Yargıtay Kararı 2. Hukuk Dairesi 2007/3256 E. 2008/4466 K. 01.04.2008 T.

YARGITAY KARARI
DAİRE : 2. Hukuk Dairesi
ESAS NO : 2007/3256
KARAR NO : 2008/4466
KARAR TARİHİ : 01.04.2008

MAHKEMESİ :Asliye Hukuk (Aile) Mahkemesi
DAVA TÜRÜ :Aile Konutu Şerhi – Tedbir Nafakası

Taraflar arasındaki davanın yapılan muhakemesi sonunda mahalli mahkemece verilen ve yukarıda tarih numarası gösterilen hüküm temyiz edilmekle evrak okunup gereği görüşülüp düşünüldü.
Dosyadaki yazılara, kararın dayandığı delillerle kanuni gerektirici sebeplere ve özellikle *hakimin her iki tarafın iddia ve müdafaalarıyla mukayyet olup ondan fazlasına veya başka bir şeye hüküm veremeyeceğinin (HUMK. m. 74) tabii bulunmasına göre yerinde bulunmayan temyiz isteğinin reddiyle usul ve kanuna uygun olan hükmün ONANMASINA, aşağıda yazılı onama harcının temyiz edene yükletilmesine peşin alınan harcın mahsubuna, işbu kararın tebliğinden itibaren 15 gün içinde karar düzeltme yolu açık olmak üzere oybirliğiyle karar verildi. 01.04.2008
KARŞI OY YAZISI
Aile konutu olan taşınmazın, kat mülkiyetine tabi bağımsız bölüm niteliğinde olduğu ve tarafların paylı mülkiyetinde bulunduğu anlaşılmaktadır. Taşınmazın taraflardan başka paydaşı yoktur ve paylar eşittir.
Mahkemece; taşınmazın aile konutu olduğunun tespitine ve davalı (koca)’ya ait 1/2 pay üzerine aile konutu şerhi konulmasına karar verilmiştir.

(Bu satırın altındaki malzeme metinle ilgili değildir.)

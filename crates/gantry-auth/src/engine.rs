//! Authorization engine trait.

use crate::{Authorizer, PassThroughPreAuthorizer, PreAuthorizer};
use gantry_types::UserInfo;
use std::sync::Arc;

/// Factory of per-user authorizers.
///
/// The session registry holds at most one engine at a time and builds an
/// [`Authorizer`] and a [`PreAuthorizer`] for every session it creates.
/// Replacing the engine invalidates every session built from the old one.
pub trait AuthorizationEngine: Send + Sync {
    /// Builds the authoritative checker for `user`.
    fn create_authorizer(&self, user: &UserInfo) -> Arc<dyn Authorizer>;

    /// Builds the pre-authorizer for `user`, if the engine has one.
    ///
    /// Returns `None` by default.
    fn create_pre_authorizer(&self, _user: &UserInfo) -> Option<Arc<dyn PreAuthorizer>> {
        None
    }
}

/// Builds the pre-authorizer for `user`, falling back to
/// [`PassThroughPreAuthorizer`] when the engine provides none.
#[must_use]
pub fn pre_authorizer_for(engine: &dyn AuthorizationEngine, user: &UserInfo) -> Arc<dyn PreAuthorizer> {
    engine
        .create_pre_authorizer(user)
        .unwrap_or_else(|| Arc::new(PassThroughPreAuthorizer))
}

Davalının, paylı mülkiyete tabi bu taşınmaz hakkında paydaşlığın sona erdirilmesine yönelik olarak ortaklığın giderilmesi davası açtığı, bu davanın derdest olduğu anlaşılmaktadır. Paylı mülkiyete tabi bir taşınmazda, kural olarak paydaşlardan her biri kendi payı bakımından malik hak ve yükümlülüklerine sahiptir.(TMK. m, 688/3)
Aile konutu şerhi; malın kullanım amacıyla ilgili olup, temlik hakkını yasaklayıcı değil, tasarruf yetkisini kısıtlayıcı niteliktedir.(TMK. m. 194 ve 1010) Taşınmazın özgülendiği bu amaç değiştirilmedikçe veya sona ermedikçe, şerhin varlığı, yasal olarak paydaşlardan her birinin paylı mülkiyeti devam ettirme yükümlülüğünün varlığına delalet eder. Dolayısıyla, paydaşlardan birinin bu taşınmaz hakkında paylaşmayı istemesine mani olur. (TMK. m. 698/1) Bu nedenle, davalı tarafından ortaklığın giderilmesi davası açılmış olmasının önemi bulunmamaktadır.

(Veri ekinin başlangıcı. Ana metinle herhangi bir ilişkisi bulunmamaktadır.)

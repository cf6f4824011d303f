//! Caller identity.
//!
//! A [`UserInfo`] is produced by the northbound authentication layer
//! (token validation, basic auth, ...) and is immutable afterwards. The
//! session layer only uses it to index sessions and to build authorizers;
//! it never inspects credentials.

use serde::{Deserialize, Serialize};

/// User id under which every unauthenticated caller is tracked.
pub const ANONYMOUS_USER_ID: &str = "<ANONYMOUS>";

/// Identity of an authenticated (or anonymous) caller.
///
/// Two `UserInfo` values with the same `user_id` address the same set of
/// sessions in the registry.
///
/// # Example
///
/// ```
/// use gantry_types::UserInfo;
///
/// let bob = UserInfo::new("bob");
/// assert!(!bob.is_anonymous());
///
/// let anon = UserInfo::anonymous();
/// assert!(anon.is_anonymous());
/// assert_eq!(anon.user_id(), "<ANONYMOUS>");
/// ```
#[derive(Debug, Clone, PartialEq, Eq, Hash, Serialize, Deserialize)]
pub struct UserInfo {
    user_id: String,
    anonymous: bool,
}

impl UserInfo {
    /// Creates an authenticated identity.
    #[must_use]
    pub fn new(user_id: impl Into<String>) -> Self {
        Self {
            user_id: user_id.into(),
            anonymous: false,
        }
    }

    /// Returns the shared anonymous identity.
    #[must_use]
    pub fn anonymous() -> Self {
        Self {
            user_id: ANONYMOUS_USER_ID.to_string(),
            anonymous: true,
        }
    }

    /// Returns the user id.
    #[must_use]
    pub fn user_id(&self) -> &str {
        &self.user_id
    }

    /// Returns `true` for the anonymous identity.
    #[must_use]
    pub fn is_anonymous(&self) -> bool {
        self.anonymous
    }
}

impl std::fmt::Display for UserInfo {
    fn fmt(&self, f: &mut std::fmt::Formatter<'_>) -> std::fmt::Result {
        if self.anonymous {
            write!(f, "anonymous")
        } else {
            write!(f, "user:{}", self.user_id)
        }
    }
}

Taşınmaz, aile konutu olarak kullanıldığına ve kullanım amacının ve şeklinin paylara göre ayrılmasına olanak bulunmadığına göre taşınmazın tamamı üzerine “aile konutu şerhi” konulması gerekir. Davalıya ait pay üzerine temlik hakkını kısıtlayıcı nitelikte şerh verilip, diğer paydaşın payının serbest bırakılması Türk Medeni Kanununun 194. maddesinin konuluş amacına aykırı düşer. Bu bakımdan sadece davalıya ait pay üzerine konutla ilgili şerh konulmasını doğru bulmuyorum. Açıklanan sebeple, davalının bu yöne ilişkin temyiz itirazlarının kabulü ile hükmün bozulması gerektiği düşüncesiyle sayın çoğunluğun aksi yöndeki görüşüne katılmıyorum.